#[cfg(test)]
mod tests {
    use super::*;
    use std::collections::VecDeque;
    use tokio::sync::Mutex;

    use cardmill_core::{MergeRequest, MergeSubmission};
    use serde_json::json;

    fn catalog() -> Arc<Catalog> {
        Arc::new(
            serde_json::from_value(json!({
                "cards": [{
                    "cardId": "c1",
                    "personas": {
                        "fieldTag": "Icon",
                        "options": [{"name": "friend", "assets": ["o1.png"]}]
                    },
                    "themes": {
                        "fieldTag": "Background",
                        "options": [{"name": "birthday", "assets": ["b1.png"]}]
                    },
                    "templates": [
                        {"locale": "en", "assetKey": "t_en.indd"},
                        {"locale": "ar", "assetKey": "t1.indd", "fonts": ["f1.ttf"]}
                    ]
                }]
            }))
            .unwrap(),
        )
    }

    fn input() -> GenerateInput {
        GenerateInput {
            card_id: "c1".into(),
            persona: "friend".into(),
            theme: "birthday".into(),
            locale: "ar".into(),
            name: "Sam".into(),
            message: "Hi".into(),
        }
    }

    #[derive(Default)]
    struct MockAssetStore {
        uploads: Mutex<Vec<(String, String, Vec<u8>)>>,
        fail_presign_for: Option<String>,
    }

    #[async_trait]
    impl AssetStore for MockAssetStore {
        async fn request_upload_location(&self, asset_key: &str) -> Result<String> {
            Ok(format!("https://upload/{asset_key}"))
        }

        async fn transfer_bytes(
            &self,
            location: &str,
            bytes: Vec<u8>,
            content_type: &str,
        ) -> Result<()> {
            self.uploads
                .lock()
                .await
                .push((location.to_string(), content_type.to_string(), bytes));
            Ok(())
        }

        async fn request_download_url(&self, asset_key: &str) -> Result<String> {
            if self.fail_presign_for.as_deref() == Some(asset_key) {
                return Err(Error::Upstream(format!("presign refused: {asset_key}")));
            }
            Ok(format!("https://signed/{asset_key}"))
        }
    }

    #[derive(Default)]
    struct MockMergeService {
        submissions: Mutex<Vec<MergeRequest>>,
        statuses: Mutex<VecDeque<Value>>,
        fail_auth: bool,
    }

    impl MockMergeService {
        fn with_statuses(statuses: Vec<Value>) -> Self {
            Self {
                statuses: Mutex::new(statuses.into()),
                ..Default::default()
            }
        }
    }

    #[async_trait]
    impl MergeService for MockMergeService {
        async fn authenticate(&self) -> Result<String> {
            if self.fail_auth {
                return Err(Error::Upstream("Token request failed: 401".into()));
            }
            Ok("tok".to_string())
        }

        async fn submit(&self, request: &MergeRequest, _token: &str) -> Result<MergeSubmission> {
            self.submissions.lock().await.push(request.clone());
            Ok(MergeSubmission {
                job_id: Some("m-1".into()),
                status_url: "https://merge/status/m-1".into(),
                cancel_url: Some("https://merge/cancel/m-1".into()),
            })
        }

        async fn fetch_status(&self, _status_url: &str, _token: &str) -> Result<Value> {
            Ok(self
                .statuses
                .lock()
                .await
                .pop_front()
                .unwrap_or_else(|| json!({"status": "running"})))
        }
    }

    fn settings() -> PipelineSettings {
        PipelineSettings {
            poll_interval: Duration::from_millis(1),
            poll_timeout: Duration::from_millis(250),
            ..Default::default()
        }
    }

    fn pipeline(
        assets: Arc<MockAssetStore>,
        merge: Arc<MockMergeService>,
        settings: PipelineSettings,
    ) -> GeneratePipeline {
        GeneratePipeline::new(catalog(), assets, merge, settings)
    }

    #[tokio::test]
    async fn test_end_to_end_success() {
        let assets = Arc::new(MockAssetStore::default());
        let merge = Arc::new(MockMergeService::with_statuses(vec![json!({
            "status": "succeeded",
            "outputs": [{"destination": {"url": "https://x/out.jpg"}}]
        })]));
        let pipeline = pipeline(assets.clone(), merge.clone(), settings());

        let mut timings = StepTimings::new();
        let output = pipeline.generate(&input(), &mut timings).await.unwrap();

        assert_eq!(output.output_url, "https://x/out.jpg");
        assert_eq!(output.merge_job_id.as_deref(), Some("m-1"));
        assert_eq!(output.data_row.values[0], "b1.png");
        assert_eq!(output.data_row.values[1], "o1.png");

        // background, ornament, template, data file, one font
        let submissions = merge.submissions.lock().await;
        assert_eq!(submissions.len(), 1);
        assert_eq!(submissions[0].assets.len(), 5);

        // uploaded CSV carries the guessed content type
        let uploads = assets.uploads.lock().await;
        assert_eq!(uploads.len(), 1);
        assert_eq!(uploads[0].1, "text/csv");

        // all ten steps timed
        assert_eq!(timings.len(), 10);
        assert!(timings.get(step::EXTRACT_OUTPUT).is_some());
    }

    #[tokio::test]
    async fn test_failure_stops_timings_at_failing_step() {
        let assets = Arc::new(MockAssetStore {
            fail_presign_for: Some("b1.png".into()),
            ..Default::default()
        });
        let merge = Arc::new(MockMergeService::default());
        let pipeline = pipeline(assets, merge, settings());

        let mut timings = StepTimings::new();
        let err = pipeline.generate(&input(), &mut timings).await.unwrap_err();
        assert!(matches!(err, Error::Upstream(_)));

        // steps 1..5 timed, nothing beyond the failing presign
        assert_eq!(timings.len(), 5);
        assert!(timings.get(step::PRESIGN_ASSETS).is_some());
        assert!(timings.get(step::BUILD_MERGE_REQUEST).is_none());
        assert!(timings.get(step::AUTHENTICATE).is_none());
    }

    #[tokio::test]
    async fn test_auth_failure_timed() {
        let assets = Arc::new(MockAssetStore::default());
        let merge = Arc::new(MockMergeService {
            fail_auth: true,
            ..Default::default()
        });
        let pipeline = pipeline(assets, merge, settings());

        let mut timings = StepTimings::new();
        let err = pipeline.generate(&input(), &mut timings).await.unwrap_err();
        assert!(matches!(err, Error::Upstream(_)));
        assert_eq!(timings.len(), 7);
        assert!(timings.get(step::AUTHENTICATE).is_some());
        assert!(timings.get(step::SUBMIT_MERGE).is_none());
    }

    #[tokio::test]
    async fn test_terminal_at_deadline_boundary_wins() {
        let assets = Arc::new(MockAssetStore::default());
        let merge = Arc::new(MockMergeService::with_statuses(vec![json!({
            "status": "succeeded",
            "outputs": [{"destination": {"url": "https://x/out.jpg"}}]
        })]));
        // zero deadline: the terminal check still runs first
        let pipeline = pipeline(
            assets,
            merge,
            PipelineSettings {
                poll_timeout: Duration::ZERO,
                poll_interval: Duration::from_millis(1),
                ..Default::default()
            },
        );

        let mut timings = StepTimings::new();
        let output = pipeline.generate(&input(), &mut timings).await.unwrap();
        assert_eq!(output.output_url, "https://x/out.jpg");
    }

    #[tokio::test]
    async fn test_poll_deadline_exceeded_is_timeout() {
        let assets = Arc::new(MockAssetStore::default());
        // never terminal
        let merge = Arc::new(MockMergeService::default());
        let pipeline = pipeline(
            assets,
            merge,
            PipelineSettings {
                poll_timeout: Duration::from_millis(10),
                poll_interval: Duration::from_millis(1),
                ..Default::default()
            },
        );

        let mut timings = StepTimings::new();
        let err = pipeline.generate(&input(), &mut timings).await.unwrap_err();
        assert!(matches!(err, Error::Timeout(_)));
        assert!(timings.get(step::POLL_MERGE_STATUS).is_some());
        assert!(timings.get(step::EXTRACT_OUTPUT).is_none());
    }

    #[tokio::test]
    async fn test_failed_merge_without_outputs_is_shape_error() {
        let assets = Arc::new(MockAssetStore::default());
        let merge = Arc::new(MockMergeService::with_statuses(vec![json!({
            "status": "failed",
            "errors": [{"code": "RENDER"}]
        })]));
        let pipeline = pipeline(assets, merge, settings());

        let mut timings = StepTimings::new();
        let err = pipeline.generate(&input(), &mut timings).await.unwrap_err();
        let details = err.details().expect("diagnostic context");
        assert_eq!(details["result"]["status"], "failed");
        assert_eq!(details["job"]["statusUrl"], "https://merge/status/m-1");
        // polling completed; extraction is the failing step
        assert_eq!(timings.len(), 10);
    }
}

******************************

Provide the number of lines holding the word "options" within the material, without any other text.

2